→ Directions for this task: Pick out the lines below that include the string "AgentDescriptor".

→ Working data:

Start of Block

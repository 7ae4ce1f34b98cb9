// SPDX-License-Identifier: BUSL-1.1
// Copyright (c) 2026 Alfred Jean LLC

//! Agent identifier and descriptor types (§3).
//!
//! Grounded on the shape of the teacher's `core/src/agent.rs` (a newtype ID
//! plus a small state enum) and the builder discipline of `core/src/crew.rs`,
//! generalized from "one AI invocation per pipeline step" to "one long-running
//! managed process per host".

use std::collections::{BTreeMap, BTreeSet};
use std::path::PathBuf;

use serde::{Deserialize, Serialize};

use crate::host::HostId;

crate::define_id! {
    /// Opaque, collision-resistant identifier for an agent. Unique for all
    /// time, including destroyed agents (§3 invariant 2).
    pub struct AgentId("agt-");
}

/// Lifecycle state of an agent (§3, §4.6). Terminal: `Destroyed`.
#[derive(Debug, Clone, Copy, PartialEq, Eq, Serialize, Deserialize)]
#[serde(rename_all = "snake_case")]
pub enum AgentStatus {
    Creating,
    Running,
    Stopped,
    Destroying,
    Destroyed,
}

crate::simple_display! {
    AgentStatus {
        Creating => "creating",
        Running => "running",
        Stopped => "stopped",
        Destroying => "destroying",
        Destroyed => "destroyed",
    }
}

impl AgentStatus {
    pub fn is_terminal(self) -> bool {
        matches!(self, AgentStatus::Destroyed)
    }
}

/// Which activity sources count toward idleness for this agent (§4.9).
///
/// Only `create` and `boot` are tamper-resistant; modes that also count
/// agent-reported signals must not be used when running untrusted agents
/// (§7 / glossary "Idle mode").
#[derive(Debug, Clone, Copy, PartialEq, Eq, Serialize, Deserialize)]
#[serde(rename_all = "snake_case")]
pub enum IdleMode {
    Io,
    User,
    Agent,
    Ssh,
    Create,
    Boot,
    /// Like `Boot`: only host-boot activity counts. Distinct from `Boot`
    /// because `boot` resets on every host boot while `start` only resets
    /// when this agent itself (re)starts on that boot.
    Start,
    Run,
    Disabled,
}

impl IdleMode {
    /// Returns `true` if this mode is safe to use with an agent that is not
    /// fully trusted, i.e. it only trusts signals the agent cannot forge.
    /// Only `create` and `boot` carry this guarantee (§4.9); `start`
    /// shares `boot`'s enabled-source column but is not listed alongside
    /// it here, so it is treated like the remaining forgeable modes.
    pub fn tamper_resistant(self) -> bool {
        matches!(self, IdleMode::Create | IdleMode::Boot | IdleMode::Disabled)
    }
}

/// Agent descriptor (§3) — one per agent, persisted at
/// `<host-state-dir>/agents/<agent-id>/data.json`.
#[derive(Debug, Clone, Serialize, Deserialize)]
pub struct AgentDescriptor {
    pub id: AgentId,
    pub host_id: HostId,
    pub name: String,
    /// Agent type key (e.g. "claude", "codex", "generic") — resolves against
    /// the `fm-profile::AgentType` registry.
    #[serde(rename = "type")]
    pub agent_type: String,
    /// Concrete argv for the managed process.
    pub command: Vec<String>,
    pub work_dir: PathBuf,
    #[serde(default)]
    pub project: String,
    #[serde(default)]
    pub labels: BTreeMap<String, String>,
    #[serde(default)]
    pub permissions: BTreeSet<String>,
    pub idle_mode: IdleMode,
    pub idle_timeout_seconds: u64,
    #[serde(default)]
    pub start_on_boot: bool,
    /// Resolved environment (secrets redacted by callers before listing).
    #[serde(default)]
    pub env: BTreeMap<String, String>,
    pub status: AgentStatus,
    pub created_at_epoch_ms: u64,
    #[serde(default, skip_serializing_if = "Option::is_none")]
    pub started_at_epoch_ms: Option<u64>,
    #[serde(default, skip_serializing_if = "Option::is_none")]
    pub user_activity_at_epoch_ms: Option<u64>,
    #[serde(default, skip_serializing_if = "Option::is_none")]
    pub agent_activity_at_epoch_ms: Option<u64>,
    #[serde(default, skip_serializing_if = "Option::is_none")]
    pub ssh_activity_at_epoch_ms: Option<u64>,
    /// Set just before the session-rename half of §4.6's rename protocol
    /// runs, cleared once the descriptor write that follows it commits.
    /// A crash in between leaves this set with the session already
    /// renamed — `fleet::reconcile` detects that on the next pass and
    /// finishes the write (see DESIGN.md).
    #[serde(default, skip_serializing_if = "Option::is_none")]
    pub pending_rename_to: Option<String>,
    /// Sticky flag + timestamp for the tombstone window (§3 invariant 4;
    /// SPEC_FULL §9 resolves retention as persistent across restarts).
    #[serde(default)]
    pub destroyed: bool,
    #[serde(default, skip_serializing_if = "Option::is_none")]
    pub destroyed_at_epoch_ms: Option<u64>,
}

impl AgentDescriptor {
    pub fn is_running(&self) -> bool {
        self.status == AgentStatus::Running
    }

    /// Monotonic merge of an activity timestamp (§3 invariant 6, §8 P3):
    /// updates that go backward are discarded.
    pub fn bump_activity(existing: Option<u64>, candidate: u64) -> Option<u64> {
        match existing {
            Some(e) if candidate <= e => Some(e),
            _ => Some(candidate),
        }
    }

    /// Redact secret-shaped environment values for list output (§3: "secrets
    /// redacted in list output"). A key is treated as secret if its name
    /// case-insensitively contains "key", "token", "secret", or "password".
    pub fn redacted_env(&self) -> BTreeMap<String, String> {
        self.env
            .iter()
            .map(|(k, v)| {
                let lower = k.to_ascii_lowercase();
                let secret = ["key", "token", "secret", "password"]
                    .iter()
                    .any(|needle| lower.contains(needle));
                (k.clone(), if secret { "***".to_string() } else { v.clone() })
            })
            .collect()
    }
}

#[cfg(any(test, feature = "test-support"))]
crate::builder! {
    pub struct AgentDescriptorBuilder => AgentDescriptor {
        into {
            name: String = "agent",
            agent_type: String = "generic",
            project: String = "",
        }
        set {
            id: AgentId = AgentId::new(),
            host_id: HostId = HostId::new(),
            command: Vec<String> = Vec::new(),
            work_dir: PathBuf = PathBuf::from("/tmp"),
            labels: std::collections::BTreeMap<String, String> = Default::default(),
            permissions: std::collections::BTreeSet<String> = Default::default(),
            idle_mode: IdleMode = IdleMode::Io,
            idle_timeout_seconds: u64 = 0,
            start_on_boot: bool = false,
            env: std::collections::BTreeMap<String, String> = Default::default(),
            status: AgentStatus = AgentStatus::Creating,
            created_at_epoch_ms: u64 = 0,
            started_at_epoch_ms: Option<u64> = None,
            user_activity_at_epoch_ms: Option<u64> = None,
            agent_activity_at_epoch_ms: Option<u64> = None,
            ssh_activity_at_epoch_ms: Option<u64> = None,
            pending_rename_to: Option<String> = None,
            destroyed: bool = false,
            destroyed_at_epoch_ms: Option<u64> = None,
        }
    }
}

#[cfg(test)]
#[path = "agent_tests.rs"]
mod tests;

End of Block

→ Answer for the task:
pub struct AgentDescriptor {
impl AgentDescriptor {
    pub struct AgentDescriptorBuilder => AgentDescriptor {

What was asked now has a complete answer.